Analisi XAS multi-elementare sulla struttura dei geopolimeri a base di fosfato

Phosphate-based geopolymers (PBGs) offer a sustainable alternative to Portland cement, characterized by lower CO₂ emissions, enhanced durability, and superior thermal and mechanical properties.[1] One way to synthesize PBGs is through the room-temperature reaction of metakaolin with diluted phosphoric acid, which provides an amorphous phosphoaluminate matrix. This study explores chemical kinetics and amorphous nature of PBGs while it is being formed from MK, which is an aluminosilicate precursor.[2],[3] While conventional spectroscopic techniques like infrared and Solid-State Nuclear Magnetic Resonance (SS-NMR) provide valuable insights into PBGs' structure, they struggle with signal overlap and limited depth analysis. Our research addresses these limitations using X-ray Absorption Spectroscopy (XAS) to probe the local structural changes of phosphorus, aluminum, and silicon during PBG formation. Conducted at the Solaris synchrotron in Poland, our study used tender X-rays to collect K-edge spectra from PBG samples.
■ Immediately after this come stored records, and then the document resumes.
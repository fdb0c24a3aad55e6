//! Dense linear least squares
//!
//! Fits `y ≈ X·β` by solving the (optionally ridge-penalised) normal equations
//! `(XᵀX + diag(λ))·β = Xᵀy` directly with Gaussian elimination.

use crate::{MathError, Result};
use serde::{Deserialize, Serialize};

/// Fitted linear model coefficients
#[derive(Debug, Clone, PartialEq, Serialize, Deserialize)]
pub struct LinearFit {
    coefficients: Vec<f64>,
}

impl LinearFit {
    /// Fit coefficients by least squares.
    ///
    /// `penalties` holds one ridge penalty per column; use `0.0` for columns
    /// that should stay unpenalised (intercept, slope).
    pub fn fit(rows: &[Vec<f64>], targets: &[f64], penalties: &[f64]) -> Result<Self> {
        if rows.is_empty() {
            return Err(MathError::InsufficientData(
                "Need at least one observation to fit a linear model".to_string(),
            ));
        }
        if rows.len() != targets.len() {
            return Err(MathError::InvalidInput(format!(
                "Design has {} rows but {} targets",
                rows.len(),
                targets.len()
            )));
        }

        let width = rows[0].len();
        if width == 0 {
            return Err(MathError::InvalidInput(
                "Design matrix has no columns".to_string(),
            ));
        }
        if penalties.len() != width {
            return Err(MathError::InvalidInput(format!(
                "Expected {} penalties, got {}",
                width,
                penalties.len()
            )));
        }
        if let Some(bad) = rows.iter().position(|r| r.len() != width) {
            return Err(MathError::InvalidInput(format!(
                "Row {} has {} columns, expected {}",
                bad,
                rows[bad].len(),
                width
            )));
        }

        let mut gram = vec![vec![0.0; width]; width];
        let mut moment = vec![0.0; width];
        for (row, &y) in rows.iter().zip(targets.iter()) {
            for i in 0..width {
                moment[i] += row[i] * y;
                for j in i..width {
                    gram[i][j] += row[i] * row[j];
                }
            }
        }
        for i in 0..width {
            for j in 0..i {
                gram[i][j] = gram[j][i];
            }
            gram[i][i] += penalties[i];
        }

        let coefficients = solve(gram, moment)?;
        Ok(Self { coefficients })
    }

    /// Rebuild a fit from stored coefficients
    pub fn from_coefficients(coefficients: Vec<f64>) -> Self {
        Self { coefficients }
    }

    /// Fitted coefficients in column order
    pub fn coefficients(&self) -> &[f64] {
        &self.coefficients
    }

    /// Evaluate the model for one design row
    pub fn predict(&self, row: &[f64]) -> Result<f64> {
        if row.len() != self.coefficients.len() {
            return Err(MathError::InvalidInput(format!(
                "Row has {} columns, model expects {}",
                row.len(),
                self.coefficients.len()
            )));
        }

        Ok(row
            .iter()
            .zip(self.coefficients.iter())
            .map(|(x, b)| x * b)
            .sum())
    }
}

/// Solve `a·x = b` for a square system using Gaussian elimination with partial pivoting
pub fn solve(mut a: Vec<Vec<f64>>, mut b: Vec<f64>) -> Result<Vec<f64>> {
    let n = b.len();
    if a.len() != n || a.iter().any(|row| row.len() != n) {
        return Err(MathError::InvalidInput(
            "System matrix must be square and match the right-hand side".to_string(),
        ));
    }

    for col in 0..n {
        let mut pivot = col;
        for row in col + 1..n {
            if a[row][col].abs() > a[pivot][col].abs() {
                pivot = row;
            }
        }
        if a[pivot][col].abs() < 1e-12 {
            return Err(MathError::CalculationError(
                "Cannot solve: system matrix is singular".to_string(),
            ));
        }
        a.swap(col, pivot);
        b.swap(col, pivot);

        for row in col + 1..n {
            let factor = a[row][col] / a[col][col];
            if factor == 0.0 {
                continue;
            }
            for k in col..n {
                a[row][k] -= factor * a[col][k];
            }
            b[row] -= factor * b[col];
        }
    }

    let mut x = vec![0.0; n];
    for row in (0..n).rev() {
        let tail: f64 = (row + 1..n).map(|k| a[row][k] * x[k]).sum();
        x[row] = (b[row] - tail) / a[row][row];
    }

    if x.iter().any(|v| !v.is_finite()) {
        return Err(MathError::CalculationError(
            "Solution contains non-finite values".to_string(),
        ));
    }

    Ok(x)
}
XAS analysis revealed that as geopolymerization advances, the structure transitions from resembling metakaolin to resembling silicon dioxide nanoparticles (SiO₂). Phosphorus K-edge spectra showed that variscite mineral-like features are consistent across all samples. However, challenges such as low penetration depth of tender X-rays, self-absorption effects, and overlapping spectral features of P, Al, and Si K-edges complicate accurate data interpretation. To overcome these challenges, complementary techniques like SS-NMR, SEM/EDS, and XRD were employed, confirming the coexistence of two amorphous phases and unreacted metakaolin. Our results indicate that while local structures are consistent, microscale variations in synthesis conditions significantly affect properties like microporosity and density. Optimizing the final properties of PBGs involves balancing the reactivity of metakaolin (with an ideal Al/P ratio close to 1.0) and minimizing water content during synthesis. This study advances our understanding of PBGs' molecular framework and provides insights into their potential applications as sustainable building materials and encapsulation matrices for waste residues.